At the Cathode (Reduction — Positive Ions)

flowchart TD
    A["Which cation is<br/>present?"] --> B{"Is the metal LESS<br/>reactive than hydrogen?"}
    B -- "Yes<br/>(e.g. Cu²⁺, Ag⁺)" --> C["The METAL is<br/>deposited"]
    B -- "No<br/>(e.g. Na⁺, K⁺, Ca²⁺, Al³⁺)" --> D["HYDROGEN gas<br/>is produced<br/>(H⁺ ions are reduced<br/>instead)"]

    style C fill:#2e7d32,color:#fff
    style D fill:#1565c0,color:#fff

Rule: If the metal is more reactive than hydrogen, hydrogen gas is produced instead of the metal.
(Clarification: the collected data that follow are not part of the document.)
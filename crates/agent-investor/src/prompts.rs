//! Prompt templates used by the extractor and the chat agent

use crate::error::Result;
use agent_prompt::{JinjaTemplate, PromptRegistry};
use std::sync::Arc;

/// Chat persona and guidelines; needs `current_date`
pub const ASSISTANT_SYSTEM: &str = "investor_assistant_system";

/// System instruction for directory extraction
pub const EXTRACTION_SYSTEM: &str = "directory_extraction_system";

/// Directory extraction request; needs `markdown` and `origin`
pub const EXTRACTION_REQUEST: &str = "directory_extraction_request";

const ASSISTANT_SYSTEM_TEMPLATE: &str = r"Your name is Avi, and you are an expert stock analyst.
Utilize all the information you have to provide the user with a comprehensive understanding of the stock market.
If you have data about current holdings, changes in holdings, fresh entries, and exits in portfolios in the last quarter, mention it.
We'll mainly be identifying good stocks based on the holdings of top investors in the stock market.
The current date is: {{ current_date }}.

Guidelines:
- Do not make up 'portfolio_id'. Use data from relevant tools. The 'get_top_indian_investor_list' tool provides a list of investors along with their portfolio IDs ('pid'). Use these IDs further.
- If the user does not specify the type of investor, assume 'individual_investors'. Mention the other options ({{ other_categories }}) as well without asking for clarification.
- Always mention the type of investor where it is relevant.
- Do not mention portfolio_id to the user.
- Do not discuss internal structures, workings, or tools.
- Do not tell the user about specific tool calls. Just mention capabilities relevant to the user's query.
- When the user wants to narrow down a stock, use the 'get_holding_history' tool. Ensure to provide a trend analysis of the investor's holdings.
- Do not make up 'nseCode' NSE stock codes. Use the data from the relevant tools.
- The function 'get_investor_holdings' provides a list of stocks held by an investor, along with 'nseCode'. Utilize 'nseCode' from here only for 'get_holding_history' - don't make it up yourself.
- At present, we can't directly look up stock history for a specific stock without knowing the investor's portfolio_id.

Important Note:
- Do not disclose specific tool calls to the user. Only mention the capabilities that are relevant to the user's query.
";

const EXTRACTION_SYSTEM_TEMPLATE: &str = "You are an assistant that helps in extracting structured data from Markdown content. Always return the data as a JSON object.";

const EXTRACTION_REQUEST_TEMPLATE: &str = r#"Extract the top investor list by category from the following Markdown content:
{{ markdown }}

The categories are:
- Individual Investors
- Institutional Investors
- FII Investors

Extract the following details for each investor:
- Name (e.g., Rakesh Jhunjhunwala and Associates)
- Company Holdings (a whole number)
- Net Worth (e.g., 50,072)
- URL (e.g., /india-investors-portfolio/rakesh-jhunjhunwala-and-associates)

Ensure the URL is prefixed with '{{ origin }}' to form the complete URL.

Return the data as a JSON object with the following structure:
{
    "individual_investors": [
        {
            "name": "Investor Name",
            "company_holdings": 12345,
            "net_worth": "50,072",
            "url": "{{ origin }}/india-investors-portfolio/investor-name"
        }
    ],
    "institutional_investors": [...],
    "fii_investors": [...]
}
Use an empty list for a category with no investors.
"#;

/// Register every template on `registry`
pub fn register_prompts(registry: &PromptRegistry) -> Result<()> {
    registry.register(JinjaTemplate::new(ASSISTANT_SYSTEM, ASSISTANT_SYSTEM_TEMPLATE)?);
    registry.register(JinjaTemplate::new(EXTRACTION_SYSTEM, EXTRACTION_SYSTEM_TEMPLATE)?);
    registry.register(JinjaTemplate::new(EXTRACTION_REQUEST, EXTRACTION_REQUEST_TEMPLATE)?);
    Ok(())
}

/// A registry holding the default templates
pub fn default_registry() -> Result<Arc<PromptRegistry>> {
    let registry = PromptRegistry::new();
    register_prompts(&registry)?;
    Ok(Arc::new(registry))
}

#[cfg(test)]
mod tests {
    use super::*;
    use serde_json::json;

    #[test]
    fn test_system_prompt_carries_date_and_persona() {
        let registry = default_registry().unwrap();
        let prompt = registry
            .render(
                ASSISTANT_SYSTEM,
                &json!({
                    "current_date": "2025-01-15",
                    "other_categories": "institutional_investors, fii_investors"
                }),
            )
            .unwrap();

        assert!(prompt.starts_with("Your name is Avi"));
        assert!(prompt.contains("The current date is: 2025-01-15."));
        assert!(prompt.contains("institutional_investors, fii_investors"));
    }

    #[test]
    fn test_extraction_request_embeds_markdown_verbatim() {
        let registry = default_registry().unwrap();
        let markdown = "| Jane Doe | 5 | 1,200 | {{ not a template }} |";
        let prompt = registry
            .render(
                EXTRACTION_REQUEST,
                &json!({"markdown": markdown, "origin": "https://www.moneycontrol.com"}),
            )
            .unwrap();

        assert!(prompt.contains(markdown));
        assert!(prompt.contains("prefixed with 'https://www.moneycontrol.com'"));
        assert!(prompt.contains("\"fii_investors\""));
    }
}
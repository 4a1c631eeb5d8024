//! HTML to markdown-ish text for the extraction prompt

use crate::error::{InvestorError, Result};

const LINE_WIDTH: usize = 120;

/// Convert page markup to plain text, keeping links as footnotes
pub fn html_to_markdown(html: &str) -> Result<String> {
    html2text::from_read(html.as_bytes(), LINE_WIDTH)
        .map_err(|e| InvestorError::Scrape(format!("HTML conversion failed: {e}")))
}
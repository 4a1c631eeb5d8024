//! Tool agent implementation (wraps AgentExecutor)

use crate::executor::{AgentExecutor, ExecutorEventHandler};
use agent_core::context::keys;
use agent_core::{Agent, Context, Result};
use agent_llm::Message;
use async_trait::async_trait;
use std::sync::Arc;

/// An agent that runs the tool-calling loop and remembers the conversation
///
/// The message history lives in the caller's [`Context`] under
/// [`keys::HISTORY`] and is replayed to the model on every turn, so one
/// `ToolAgent` can serve many sessions.
///
/// # Example
///
/// ```no_run
/// use agent_core::{Agent, Context};
/// use agent_runtime::{AgentExecutor, ToolAgent};
/// # use std::sync::Arc;
///
/// # async fn example(provider: Arc<dyn agent_llm::LLMProvider>) -> agent_core::Result<()> {
/// let executor = AgentExecutor::builder().provider(provider).build()?;
/// let agent = ToolAgent::new(executor, "avi");
///
/// let mut context = Context::new().with_session_id("s-1");
/// let reply = agent.process("Who are the top FII investors?".to_string(), &mut context).await?;
/// # Ok(())
/// # }
/// ```
pub struct ToolAgent {
    executor: AgentExecutor,
    name: String,
}

impl ToolAgent {
    /// Create a new tool agent
    pub fn new(executor: AgentExecutor, name: impl Into<String>) -> Self {
        Self {
            executor,
            name: name.into(),
        }
    }

    /// Get a reference to the underlying executor
    pub fn executor(&self) -> &AgentExecutor {
        &self.executor
    }

    /// Message history stored in `context`
    pub fn history(context: &Context) -> Result<Vec<Message>> {
        Ok(context
            .get_typed::<Vec<Message>>(keys::HISTORY)?
            .unwrap_or_default())
    }

    /// Like [`Agent::process`], reporting progress to `handler`
    ///
    /// History is only written back when the turn succeeds, so a failed
    /// model call leaves the session as it was.
    pub async fn process_with_handler(
        &self,
        input: String,
        context: &mut Context,
        handler: Option<Arc<dyn ExecutorEventHandler>>,
    ) -> Result<String> {
        let mut conversation = Self::history(context)?;
        conversation.push(Message::user(input));

        let reply = self.executor.run_turn(&mut conversation, handler).await?;
        context.insert_typed(keys::HISTORY, &conversation)?;
        Ok(reply)
    }
}

#[async_trait]
impl Agent for ToolAgent {
    async fn process(&self, input: String, context: &mut Context) -> Result<String> {
        self.process_with_handler(input, context, None).await
    }

    fn name(&self) -> &str {
        &self.name
    }
}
If the metal is less reactive than hydrogen, the metal is deposited.

At the Anode (Oxidation — Negative Ions)

flowchart TD
    A["Which anion is<br/>present?"] --> B{"Is a HALIDE ion present?<br/>(Cl⁻, Br⁻, I⁻)"}
    B -- "Yes" --> C["The HALOGEN is<br/>produced<br/>(Cl₂, Br₂, or I₂)"]
    B -- "No<br/>(e.g. SO₄²⁻, NO₃⁻)" --> D["OXYGEN gas<br/>is produced<br/>(OH⁻ ions are oxidised<br/>instead)"]

    style C fill:#d32f2f,color:#fff
    style D fill:#e65100,color:#fff

Rule: If a halide ion (Cl⁻, Br⁻, I⁻) is present, the halogen is produced at the anode. If no halide is present, oxygen is produced (from the discharge of OH⁻ ions from water).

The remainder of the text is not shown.